The global trade finance gap remained at $2.5t in 2025, despite “significant challenges” to trade finance since 2023, an Asian Development Bank (ADB) survey said.
According to ADB, trade flows increased in 2023 and 2024, lowering the percentage of the global trade represented by the gap to 10% of merchandise trade flows.
“While the global trade finance gap is slightly lower relative to the size of global trade in the previous study, unmet demand persists, even as financial institutions report increased efforts to support SMEs and explore new forms of supply chain finance,” it said.

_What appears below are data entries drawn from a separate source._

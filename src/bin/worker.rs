//! One-shot worker trigger for cron-style schedulers.
//!
//! Runs a single pass over pending items and exits. Overlapping runs are
//! safe because each item is claimed with a conditional update.

use std::process::ExitCode;

use rich_content_queue::{build_state, config::AppConfig, db};
use tracing_subscriber::EnvFilter;

#[tokio::main]
async fn main() -> ExitCode {
    // Initialize structured logging
    tracing_subscriber::fmt()
        .with_env_filter(
            EnvFilter::try_from_default_env().unwrap_or_else(|_| EnvFilter::new("info")),
        )
        .json()
        .init();

    let config = AppConfig::from_env().expect("Failed to load configuration");

    tracing::info!("Connecting to PostgreSQL");
    let db_pool = db::init_pool(&config.database_url)
        .await
        .expect("Failed to connect to database");

    let state = build_state(&config, db_pool).expect("Failed to initialize application state");

    tracing::info!(
        limit = config.worker_limit,
        item_delay = ?state.worker.settings().item_delay,
        "Running worker pass"
    );

    match state.worker.run(Some(config.worker_limit)).await {
        Ok(summary) => {
            tracing::info!(
                processed = summary.processed,
                failed = summary.failed,
                rate_limited = summary.rate_limited,
                "Worker pass complete"
            );
            match serde_json::to_string(&summary) {
                Ok(json) => println!("{json}"),
                Err(e) => tracing::warn!(error = %e, "Failed to render summary"),
            }
            ExitCode::SUCCESS
        }
        Err(e) => {
            tracing::error!(error = %e, "Worker pass failed");
            ExitCode::FAILURE
        }
    }
}
use std::collections::HashMap;

use async_trait::async_trait;
use chrono::{DateTime, Utc};
use tokio::sync::Mutex;
use uuid::Uuid;

use crate::db::store::{JobStore, StoreError};
use crate::models::job::{ItemCounts, ItemStatus, Job, JobItem, JobStatus, NewJob};

/// In-process job store with the same semantics as the PostgreSQL one.
/// Used by tests and local runs without a database.
#[derive(Default)]
pub struct MemoryJobStore {
    state: Mutex<MemoryState>,
}

#[derive(Default)]
struct MemoryState {
    jobs: HashMap<Uuid, Job>,
    // Insertion order doubles as the `seq` tiebreaker.
    items: Vec<JobItem>,
}

impl MemoryState {
    fn item_mut(&mut self, item_id: Uuid) -> Option<&mut JobItem> {
        self.items.iter_mut().find(|i| i.id == item_id)
    }
}

impl MemoryJobStore {
    pub fn new() -> Self {
        Self::default()
    }

    /// Number of jobs currently stored.
    pub async fn job_count(&self) -> usize {
        self.state.lock().await.jobs.len()
    }

    /// Look up a single item regardless of job.
    pub async fn get_item(&self, item_id: Uuid) -> Option<JobItem> {
        let state = self.state.lock().await;
        state.items.iter().find(|i| i.id == item_id).cloned()
    }

    /// Overwrite an item's `started_at`, letting tests age in-flight work.
    pub async fn set_started_at(&self, item_id: Uuid, started_at: Option<DateTime<Utc>>) {
        let mut state = self.state.lock().await;
        if let Some(item) = state.item_mut(item_id) {
            item.started_at = started_at;
        }
    }
}

#[async_trait]
impl JobStore for MemoryJobStore {
    async fn create_job(&self, job: NewJob) -> Result<Job, StoreError> {
        let now = Utc::now();
        let created = Job {
            id: Uuid::new_v4(),
            job_type: job.job_type,
            status: JobStatus::Pending,
            enterprise_id: job.enterprise_id,
            created_by_user_id: job.created_by_user_id,
            payload: job.payload,
            total_items: job.items.len() as i32,
            processed_items: 0,
            failed_items: 0,
            error_message: None,
            created_at: now,
            started_at: None,
            finished_at: None,
        };

        let mut state = self.state.lock().await;
        for item in job.items {
            state.items.push(JobItem {
                id: Uuid::new_v4(),
                job_id: created.id,
                seller_id: item.seller_id,
                profile_id: item.profile_id,
                offer_id: item.offer_id,
                status: ItemStatus::Pending,
                attempts: 0,
                last_error: None,
                result_snapshot: None,
                created_at: now,
                started_at: None,
                finished_at: None,
            });
        }
        state.jobs.insert(created.id, created.clone());
        Ok(created)
    }

    async fn get_job(&self, job_id: Uuid) -> Result<Option<Job>, StoreError> {
        Ok(self.state.lock().await.jobs.get(&job_id).cloned())
    }

    async fn list_jobs(&self, limit: i64) -> Result<Vec<Job>, StoreError> {
        let state = self.state.lock().await;
        let mut jobs: Vec<Job> = state.jobs.values().cloned().collect();
        jobs.sort_by(|a, b| b.created_at.cmp(&a.created_at));
        jobs.truncate(limit.max(0) as usize);
        Ok(jobs)
    }

    async fn list_items(
        &self,
        job_id: Uuid,
        status: Option<ItemStatus>,
    ) -> Result<Vec<JobItem>, StoreError> {
        let state = self.state.lock().await;
        Ok(state
            .items
            .iter()
            .filter(|i| i.job_id == job_id && status.map_or(true, |s| i.status == s))
            .cloned()
            .collect())
    }

    async fn pending_items(&self, limit: i64) -> Result<Vec<JobItem>, StoreError> {
        let state = self.state.lock().await;
        let mut pending: Vec<JobItem> = state
            .items
            .iter()
            .filter(|i| i.status == ItemStatus::Pending)
            .cloned()
            .collect();
        // Stable sort keeps insertion order for equal timestamps.
        pending.sort_by_key(|i| i.created_at);
        pending.truncate(limit.max(0) as usize);
        Ok(pending)
    }

    async fn claim_item(&self, item_id: Uuid) -> Result<Option<JobItem>, StoreError> {
        let mut state = self.state.lock().await;
        let Some(item) = state.item_mut(item_id) else {
            return Ok(None);
        };
        if item.status != ItemStatus::Pending {
            return Ok(None);
        }
        item.status = ItemStatus::InProgress;
        item.attempts += 1;
        item.started_at = Some(Utc::now());
        item.finished_at = None;
        Ok(Some(item.clone()))
    }

    async fn finish_item(
        &self,
        item_id: Uuid,
        status: ItemStatus,
        snapshot: Option<serde_json::Value>,
        error: Option<&str>,
    ) -> Result<(), StoreError> {
        let mut state = self.state.lock().await;
        if let Some(item) = state.item_mut(item_id) {
            item.status = status;
            item.result_snapshot = snapshot;
            item.last_error = error.map(str::to_string);
            item.finished_at = Some(Utc::now());
        }
        Ok(())
    }

    async fn release_item(&self, item_id: Uuid, error: &str) -> Result<(), StoreError> {
        let mut state = self.state.lock().await;
        if let Some(item) = state.item_mut(item_id) {
            item.status = ItemStatus::Pending;
            item.last_error = Some(error.to_string());
            item.started_at = None;
        }
        Ok(())
    }

    async fn count_items(&self, job_id: Uuid) -> Result<ItemCounts, StoreError> {
        let state = self.state.lock().await;
        let counts = state
            .items
            .iter()
            .filter(|i| i.job_id == job_id)
            .fold(ItemCounts::default(), |mut acc, item| {
                acc.total += 1;
                match item.status {
                    ItemStatus::Done => acc.done += 1,
                    ItemStatus::Failed => acc.failed += 1,
                    ItemStatus::Skipped => acc.skipped += 1,
                    ItemStatus::Pending | ItemStatus::InProgress => {}
                }
                acc
            });
        Ok(counts)
    }

    async fn update_job_progress(
        &self,
        job_id: Uuid,
        counts: ItemCounts,
        status: JobStatus,
    ) -> Result<(), StoreError> {
        let mut state = self.state.lock().await;
        let job = state
            .jobs
            .get_mut(&job_id)
            .ok_or(StoreError::JobNotFound(job_id))?;
        let now = Utc::now();
        job.total_items = counts.total;
        job.processed_items = counts.done;
        job.failed_items = counts.failed;
        job.status = status;
        job.started_at.get_or_insert(now);
        job.finished_at = match status {
            JobStatus::Completed => Some(job.finished_at.unwrap_or(now)),
            _ => None,
        };
        Ok(())
    }

    async fn reclaim_stale_items(
        &self,
        cutoff: DateTime<Utc>,
        reason: &str,
    ) -> Result<u64, StoreError> {
        let mut state = self.state.lock().await;
        let mut reclaimed = 0;
        for item in state.items.iter_mut() {
            let stale = item.status == ItemStatus::InProgress
                && item.started_at.is_some_and(|t| t < cutoff);
            if stale {
                item.status = ItemStatus::Pending;
                item.last_error = Some(reason.to_string());
                item.started_at = None;
                reclaimed += 1;
            }
        }
        Ok(reclaimed)
    }
}
use std::sync::Arc;

use axum::routing::get;
use axum::Router;
use metrics_exporter_prometheus::PrometheusHandle;
use tower_http::compression::CompressionLayer;
use tower_http::cors::CorsLayer;
use tower_http::limit::RequestBodyLimitLayer;
use tower_http::trace::TraceLayer;

use crate::app_state::AppState;

pub mod health;
pub mod jobs;
pub mod metrics;
pub mod worker;

/// Build the HTTP router with all API routes and middleware.
pub fn router(state: AppState, prometheus: Arc<PrometheusHandle>) -> Router {
    Router::new()
        .route("/health", get(health::health_check))
        .route("/api/v1/jobs", get(jobs::list_jobs).post(jobs::create_job))
        .route("/api/v1/jobs/{job_id}", get(jobs::get_job))
        .route("/api/v1/jobs/{job_id}/items", get(jobs::list_job_items))
        .route(
            "/api/v1/worker/run",
            get(worker::run_worker).post(worker::run_worker),
        )
        .with_state(state)
        // Prometheus metrics endpoint (separate state)
        .route(
            "/metrics",
            get(metrics::prometheus_metrics).with_state(prometheus),
        )
        .layer(TraceLayer::new_for_http())
        .layer(CompressionLayer::new())
        .layer(CorsLayer::permissive())
        .layer(RequestBodyLimitLayer::new(2 * 1024 * 1024)) // 2 MB limit
}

“Notably, the gap has not worsened despite uncertain market conditions during the survey period—including tight liquidity and geopolitical uncertainty.”
In India, export credit covered only 28.5% of the $284b required to support shipment volumes, whilst the United Arab Emirates’ unmet demand is estimated at about $3.3b, below 0.25% of total trade.
Africa’s trade finance gap averaged $74b from 2021 to 2024, down 20% due to Multilateral Development Bank interventions.
Emerging markets also often have very low coverage compared to advanced economies, with only 25% of trade in West Africa, 3% to 20% in the Lower Mekong, and 10% in Central America being supported.
Eighty-one percent of banks plan to support SMEs, a slight increase from 78% in 2023, as rejection rates fell from 45% to 41%. Pre‑shipment finance is also provided by over 76% of banks.
Seventy-three percent of banks expect trade finance supply to rise, 80% expect demand to increase, and 87.5% expect demand to grow as trade diversification accelerates.
The report cited various challenges in trade finance, including economic slowdown, geopolitical tensions, tariffs, insufficient collateral or security, and constraints in US-dollar liquidity.
Eighty-nine percent of banks indicate environmental, social, and governance (ESG) issues remain relevant, despite limited optimism among banks that ESG-dedicated funds will narrow the gap.
Artificial Intelligence (AI) also has potential for risk analysis and fraud prevention, according to 85% of banks, while another 55.9% are assessing AI’s potential to increase financing capacity.
To reduce the trade finance gap, 89.11% of surveyed banks advocated increasing the capacity of MDBs to provide guarantees, 87.13% to digitalise global trade, 86.14% to reduce capital costs, 83.17% to provide training for mid-tier banks and SMEs, and 82.18% to reduce compliance costs.
The report recommends expanding the trade finance register to provide an evidence base for better capital treatment of trade finance assets and accelerating trade digitalisation by 2030.
It also recommends scaling existing supply chain finance solutions and developing deep-tier supply chain finance.